Ariana Grande performs at 2013 Arthur Ashe Kids' Day.
© Philip Hall/USTA
There was fun for everyone at 2013 Arthur Ashe Kids' Day.
© Philip Hall/USTA
By Dana Czapnik
Brothers Benjamin and Jacob Price smiled wide for the camera, their arms around each other, leaning against the side of Court 9 while their mom snapped a photo. Behind them, American pro tennis player Austin Krajicek practiced his serve.
It was a perfect photo for the young tennis fans, who just moved with their parents from Orange Beach, Ala., to Harlem, N.Y., and attended Arthur Ashe Kids’ Day as one of their first activities as new New Yorkers.
"We did everything," Jacob, 6, said when asked what activities he participated in throughout the festival around the grounds, bringing his arms out wide. They opted not to get their faces painted, however, because, in 8-year-old Benjamin’s words, "I just want to be here for the tennis."
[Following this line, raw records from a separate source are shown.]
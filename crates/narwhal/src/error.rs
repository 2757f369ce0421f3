#[derive(Debug, thiserror::Error)]
pub enum Error {
    #[error("link {link} references missing node {index}")]
    MissingNode { link: usize, index: usize },

    #[error("group {group} references missing node {index}")]
    MissingGroupMember { group: usize, index: usize },

    #[error("group {group} references missing group {index}")]
    MissingGroup { group: usize, index: usize },

    #[error("group {group} is its own ancestor")]
    GroupCycle { group: usize },

    #[error("node or group {index} has more than one parent group")]
    GroupHasMultipleParents { index: usize },

    #[error("link {index} does not exist")]
    MissingLink { index: usize },

    #[error("constraint references missing node {index}")]
    ConstraintNode { index: usize },

    #[error("distance matrix must be at least {expected}x{expected}, got {rows} rows")]
    DistanceMatrixShape { expected: usize, rows: usize },

    #[error("unsatisfiable constraint: v{left} + {gap} <= v{right}")]
    Unsatisfiable { left: usize, right: usize, gap: f64 },

    #[error("layout has not been started")]
    NotStarted,

    #[error("edge routing requires prepare_edge_routing() first")]
    RoutingNotPrepared,
}

pub type Result<T> = std::result::Result<T, Error>;
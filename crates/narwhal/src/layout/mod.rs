//! The layout driver.
//!
//! [`Layout::start`] runs the one-shot phases (distance matrix, unconstrained descent, descent
//! under user constraints, component packing, descent under all constraints, optional grid snap)
//! and then hands over to the tick loop. Each [`Layout::tick`] is one Runge-Kutta step of the
//! descent engine with constraint projection; the loop ends when the step displacement (alpha)
//! drops below the convergence threshold.

pub mod options;

pub use options::{Drive, FlowLayout, LayoutOptions, LinkLengths, StartOptions};

use crate::algo::descent::{Descent, Unconstrained};
use crate::algo::disconnected::{apply_packing, separate_graphs};
use crate::algo::link_lengths::{
    generate_directed_edge_constraints, jaccard_link_lengths, symmetric_diff_link_lengths,
};
use crate::algo::power_graph::{self, PowerGraph};
use crate::algo::shortest_paths::Calculator;
use crate::error::{Error, Result};
use crate::geom::visibility::VisibilityGraph;
use crate::geom::{Point, Rectangle, make_edge_between, make_edge_to};
use crate::graph::{Constraint, FIXED_DRAG, FIXED_HOVER, Group, Link, Node, RootGroup};
use crate::overlap::compute_group_bounds;
use crate::projection::Projection;
use nalgebra::{DMatrix, DVector};
use rustc_hash::FxHashMap;

/// Ideal distance between the two extent variables of a group.
const GROUP_EXTENT_DISTANCE: f64 = 0.1;
const RESUME_ALPHA: f64 = 0.1;
const GRID_SNAP_STRENGTH: f64 = 1000.0;

#[derive(Debug, Clone, Copy, PartialEq, Eq, Hash)]
pub enum LayoutState {
    Idle,
    Starting,
    Running,
    Converged,
    Stopped,
}

#[derive(Debug, Clone, Copy, PartialEq, Eq, Hash)]
pub enum EventKind {
    Start,
    Tick,
    End,
}

#[derive(Debug, Clone, Copy, PartialEq)]
pub struct LayoutEvent {
    pub kind: EventKind,
    pub alpha: f64,
    pub stress: Option<f64>,
}

/// Node or group to drag.
#[derive(Debug, Clone, Copy, PartialEq, Eq)]
pub enum DragTarget {
    Node(usize),
    Group(usize),
}

type Listener = Box<dyn FnMut(&LayoutEvent)>;
type LinkValue = Box<dyn Fn(&Link) -> f64>;
type LinkType = Box<dyn Fn(&Link) -> u32>;

/// Solver state of one run, created by `start`.
#[derive(Debug, Clone)]
pub struct LayoutSession {
    descent: Descent,
    projection: Option<Projection>,
    root: RootGroup,
}

impl LayoutSession {
    pub fn descent(&self) -> &Descent {
        &self.descent
    }

    pub fn projection(&self) -> Option<&Projection> {
        self.projection.as_ref()
    }

    /// Group tree the run was started with; every node is a root leaf when there are no groups.
    pub fn root(&self) -> &RootGroup {
        &self.root
    }

    /// Ideal distances used by the descent engine, including group extent variables.
    pub fn distance_matrix(&self) -> &DMatrix<f64> {
        &self.descent.d
    }
}

pub struct Layout {
    options: LayoutOptions,
    nodes: Vec<Node>,
    links: Vec<Link>,
    groups: Vec<Group>,
    root: Option<RootGroup>,
    constraints: Vec<Constraint>,
    link_distance_fn: Option<LinkValue>,
    link_type_fn: Option<LinkType>,
    flow_separation_fn: Option<LinkValue>,
    listeners: FxHashMap<EventKind, Listener>,
    session: Option<LayoutSession>,
    state: LayoutState,
    alpha: f64,
    last_stress: Option<f64>,
    visibility: Option<VisibilityGraph>,
    routing_margin: f64,
}

impl Default for Layout {
    fn default() -> Self {
        Self::with_options(LayoutOptions::default())
    }
}
#![forbid(unsafe_code)]

//! Headless constraint-based graph layout.
//!
//! Node positions come from stress majorization (gradient descent on the difference between
//! drawn and ideal distances). After every descent step the tentative positions are projected
//! onto the feasible set of separation and alignment constraints, and optionally of generated
//! non-overlap and group-containment constraints, with a VPSC solver.
//!
//! [`Layout`] drives a run: it validates the graph, runs the batch phases of
//! [`Layout::start`], then converges tick by tick, either in a blocking loop or driven by the
//! host (see [`Drive`]).

pub mod algo;
pub mod error;
pub mod geom;
pub mod graph;
pub mod layout;
pub mod overlap;
pub mod projection;

pub use algo::power_graph::{PowerEdge, PowerEnd, PowerGraph};
pub use error::{Error, Result};
pub use geom::{Point, Rectangle};
pub use graph::{
    AlignmentOffset, Axis, Constraint, Graph, Group, LayoutResult, Link, Node, RootGroup,
};
pub use layout::{
    DragTarget, Drive, EventKind, FlowLayout, Layout, LayoutEvent, LayoutOptions, LayoutSession,
    LayoutState, LinkLengths, StartOptions,
};
pub use overlap::remove_overlaps;
pub use projection::Projection;

/// Batch layout entry point. With `start.keep_running` the tick loop runs to convergence before
/// this returns; otherwise the result is the state right after the initial phases.
pub fn layout(graph: Graph, options: LayoutOptions, start: StartOptions) -> Result<LayoutResult> {
    let mut layout = Layout::with_options(LayoutOptions {
        drive: Drive::Blocking,
        ..options
    })
    .with_nodes(graph.nodes)
    .with_links(graph.links)
    .with_groups(graph.groups)
    .with_constraints(graph.constraints);
    layout.start(start)?;
    Ok(LayoutResult {
        nodes: layout.nodes().iter().map(Node::position).collect(),
        groups: layout.groups().iter().map(|g| g.bounds).collect(),
        stress: layout.last_stress(),
    })
}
Jacob and Benjamin are just two of the young tennis fans that took over the grounds at the USTA Billie Jean King National Tennis Center on Saturday for the US Open’s annual pre-event celebration Arthur Ashe Kids’ Day.
Throughout the grounds, kids young and old alike participated in fun 10 and Under Tennis lessons and games with top pros including Mary Joe Fernandez, John McEnroe and up-and-coming American Jack Sock, and enjoyed plenty of entertainment. Jugglers and tennis players on stilts, face painting and xBox tennis, bands and performers. Anywhere the tykes turned, there were fun activities and plenty of smiles.
This was Arthur Ashe Kids’ Day veteran Isabella Godsick’s third time attending the event. The 11-year-old, who hails from of Cleveland, keeps coming back because, "it’s just fun and everyone’s happy," she said. Though she was most looking forward to seeing Serena Williams in the stadium show, "and I’m really excited to see Ariana Grande."
Godsick joined the rest of the sold-out stadium crowd and poured into Arthur Ashe Stadium to watch Grande, Austin Mahone, Coco Jones, Lawson and Swedish DJ duo Cazzette perform some of their biggest hits. Interspersed around the performances, pro players such as Williams, Novak Djokovic, Roger Federer and No. 1 wheelchair tennis champion David Wagner took to the court, played with young fans and tested their tennis skills with fun on-court contests.
Fans were treated to a special surprise when Grande brought on stage Nathan Sykes from The Wanted - last year’s Arthur Ashe Kids’ Day headlining band - to perform their duet "Almost is Never Enough."
But the most exciting and moving part of the day was when First Lady Michelle Obama took the stage to address the young crowd and discuss the importance of staying active and leading a healthy lifestyle.
She began her speech by asking the crowd, "Is everybody here ready to move?" The crowd responded with a resounding yes.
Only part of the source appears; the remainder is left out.